INSTRUCTIONS FOR THE TASK — Beneath this instruction is a listing. Transcribe from it only the stretch from the line with "let mut notes: Vec<_> = tables" through the line with "async fn insert_file(&self, file: NewFileRef)", both end lines included, exactly as written.

RAW DATA —
+--

use std::collections::HashMap;
use std::sync::Arc;

use async_trait::async_trait;
use chrono::Utc;
use tokio::sync::Mutex;
use uuid::Uuid;

use super::{FileRepository, NoteRepository, Repository, UserRepository};
use crate::error::{AppError, Result};
use crate::models::{FileRef, NewFileRef, NewUser, Note, NoteInput, User};

#[derive(Debug, Default)]
struct Tables {
    users: HashMap<Uuid, User>,
    /// Notes with the write sequence number, which breaks `updated_at` ties.
    notes: HashMap<Uuid, (u64, Note)>,
    files: HashMap<Uuid, (u64, FileRef)>,
    seq: u64,
}

impl Tables {
    fn next_seq(&mut self) -> u64 {
        self.seq += 1;
        self.seq
    }
}

/// In-memory repository for tests and local runs without PostgreSQL.
#[derive(Clone, Debug, Default)]
pub struct MemoryRepository {
    tables: Arc<Mutex<Tables>>,
}

impl MemoryRepository {
    pub fn new() -> Self {
        Self::default()
    }
}

#[async_trait]
impl UserRepository for MemoryRepository {
    async fn insert_user(&self, user: NewUser) -> Result<User> {
        let mut tables = self.tables.lock().await;
        if tables.users.values().any(|u| u.username == user.username) {
            return Err(AppError::DuplicateUser);
        }
        let user = User {
            id: Uuid::new_v4(),
            username: user.username,
            password_hash: user.password_hash,
            created_at: Utc::now(),
        };
        tables.users.insert(user.id, user.clone());
        Ok(user)
    }

    async fn find_user_by_username(&self, username: &str) -> Result<Option<User>> {
        let tables = self.tables.lock().await;
        Ok(tables
            .users
            .values()
            .find(|u| u.username == username)
            .cloned())
    }
}

#[async_trait]
impl NoteRepository for MemoryRepository {
    async fn insert_note(&self, user_id: Uuid, input: &NoteInput) -> Result<Note> {
        let mut tables = self.tables.lock().await;
        let note = Note {
            id: Uuid::new_v4(),
            user_id,
            title: input.title.clone(),
            body: input.body.clone(),
            updated_at: Utc::now(),
        };
        let seq = tables.next_seq();
        tables.notes.insert(note.id, (seq, note.clone()));
        Ok(note)
    }

    async fn find_note(&self, id: Uuid) -> Result<Option<Note>> {
        let tables = self.tables.lock().await;
        Ok(tables.notes.get(&id).map(|(_, note)| note.clone()))
    }

    async fn update_note(
        &self,
        id: Uuid,
        user_id: Uuid,
        input: &NoteInput,
    ) -> Result<Option<Note>> {
        let mut tables = self.tables.lock().await;
        let seq = tables.next_seq();
        let Some(entry) = tables
            .notes
            .get_mut(&id)
            .filter(|(_, note)| note.user_id == user_id)
        else {
            return Ok(None);
        };
        entry.0 = seq;
        entry.1.title = input.title.clone();
        entry.1.body = input.body.clone();
        entry.1.updated_at = Utc::now();
        Ok(Some(entry.1.clone()))
    }

    async fn delete_note(&self, id: Uuid, user_id: Uuid) -> Result<bool> {
        let mut tables = self.tables.lock().await;
        let owned = matches!(tables.notes.get(&id), Some((_, note)) if note.user_id == user_id);
        if owned {
            tables.notes.remove(&id);
        }
        Ok(owned)
    }

    async fn list_notes(&self, user_id: Uuid) -> Result<Vec<Note>> {
        let tables = self.tables.lock().await;
        let mut notes: Vec<_> = tables
            .notes
            .values()
            .filter(|(_, note)| note.user_id == user_id)
            .collect();
        notes.sort_by(|(a_seq, a), (b_seq, b)| {
            b.updated_at.cmp(&a.updated_at).then(b_seq.cmp(a_seq))
        });
        Ok(notes.into_iter().map(|(_, note)| note.clone()).collect())
    }
}

#[async_trait]
impl FileRepository for MemoryRepository {
    async fn insert_file(&self, file: NewFileRef) -> Result<FileRef> {
        let mut tables = self.tables.lock().await;
        if tables
            .files
            .values()
            .any(|(_, f)| f.storage_key == file.storage_key)
        {
            return Err(AppError::validation("this upload has already been recorded"));
        }
        let file = FileRef {
            id: Uuid::new_v4(),
            user_id: file.user_id,
            storage_key: file.storage_key,
            filename: file.filename,
            size_bytes: file.size_bytes,
            uploaded_at: Utc::now(),
        };
        let seq = tables.next_seq();
        tables.files.insert(file.id, (seq, file.clone()));
        Ok(file)
    }

    async fn find_file(&self, id: Uuid) -> Result<Option<FileRef>> {
        let tables = self.tables.lock().await;
        Ok(tables.files.get(&id).map(|(_, file)| file.clone()))
    }

    async fn find_file_by_key(&self, storage_key: &str) -> Result<Option<FileRef>> {
        let tables = self.tables.lock().await;
        Ok(tables
            .files
            .values()
            .find(|(_, f)| f.storage_key == storage_key)
            .map(|(_, file)| file.clone()))
    }

    async fn delete_file(&self, id: Uuid, user_id: Uuid) -> Result<bool> {
        let mut tables = self.tables.lock().await;
        let owned = matches!(tables.files.get(&id), Some((_, file)) if file.user_id == user_id);
        if owned {
            tables.files.remove(&id);
        }
        Ok(owned)
    }

    async fn list_files(&self, user_id: Uuid) -> Result<Vec<FileRef>> {
        let tables = self.tables.lock().await;
        let mut files: Vec<_> = tables
            .files
            .values()
            .filter(|(_, file)| file.user_id == user_id)
            .collect();
        files.sort_by(|(a_seq, a), (b_seq, b)| {
            b.uploaded_at.cmp(&a.uploaded_at).then(b_seq.cmp(a_seq))
        });
        Ok(files.into_iter().map(|(_, file)| file.clone()).collect())
    }
}

#[async_trait]
impl Repository for MemoryRepository {
    async fn ping(&self) -> Result<()> {
        Ok(())
    }
}

#[cfg(test)]
mod tests {
    use super::*;

    fn new_user(name: &str) -> NewUser {
        NewUser {
            username: name.to_string(),
            password_hash: "hash".to_string(),
        }
    }

    fn input(title: &str) -> NoteInput {
        NoteInput {
            title: title.to_string(),
            body: String::new(),
        }
    }

    #[tokio::test]
    async fn test_duplicate_username() {
        let repo = MemoryRepository::new();
        repo.insert_user(new_user("alice")).await.unwrap();

        let err = repo.insert_user(new_user("alice")).await.unwrap_err();
        assert!(matches!(err, AppError::DuplicateUser));
    }

    #[tokio::test]
    async fn test_notes_listed_most_recent_first() {
        let repo = MemoryRepository::new();
        let user = repo.insert_user(new_user("alice")).await.unwrap();

        let first = repo.insert_note(user.id, &input("first")).await.unwrap();
        repo.insert_note(user.id, &input("second")).await.unwrap();
        repo.update_note(first.id, user.id, &input("first, edited"))
            .await
            .unwrap()
            .unwrap();

        let titles: Vec<_> = repo
            .list_notes(user.id)
            .await
            .unwrap()
            .into_iter()
            .map(|n| n.title)
            .collect();
        assert_eq!(titles, vec!["first, edited", "second"]);
    }

    #[tokio::test]
    async fn test_writes_scoped_to_owner() {
        let repo = MemoryRepository::new();
        let alice = repo.insert_user(new_user("alice")).await.unwrap();
        let bob = repo.insert_user(new_user("bob")).await.unwrap();
        let note = repo.insert_note(alice.id, &input("mine")).await.unwrap();

        assert!(repo
            .update_note(note.id, bob.id, &input("stolen"))
            .await
            .unwrap()
            .is_none());
        assert!(!repo.delete_note(note.id, bob.id).await.unwrap());
        assert!(repo.list_notes(bob.id).await.unwrap().is_empty());
        assert_eq!(repo.find_note(note.id).await.unwrap().unwrap().title, "mine");
    }

    #[tokio::test]
    async fn test_file_keys_unique() {
        let repo = MemoryRepository::new();
        let alice = repo.insert_user(new_user("alice")).await.unwrap();
        let file = NewFileRef {
            user_id: alice.id,
            storage_key: format!("{}/u1/a.txt", alice.id),
            filename: "a.txt".to_string(),
            size_bytes: 3,
        };

        repo.insert_file(file.clone()).await.unwrap();
        assert!(repo.insert_file(file).await.is_err());
    }
}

+--

PROBLEM SOLUTION —
        let mut notes: Vec<_> = tables
            .notes
            .values()
            .filter(|(_, note)| note.user_id == user_id)
            .collect();
        notes.sort_by(|(a_seq, a), (b_seq, b)| {
            b.updated_at.cmp(&a.updated_at).then(b_seq.cmp(a_seq))
        });
        Ok(notes.into_iter().map(|(_, note)| note.clone()).collect())
    }
}

#[async_trait]
impl FileRepository for MemoryRepository {
    async fn insert_file(&self, file: NewFileRef) -> Result<FileRef> {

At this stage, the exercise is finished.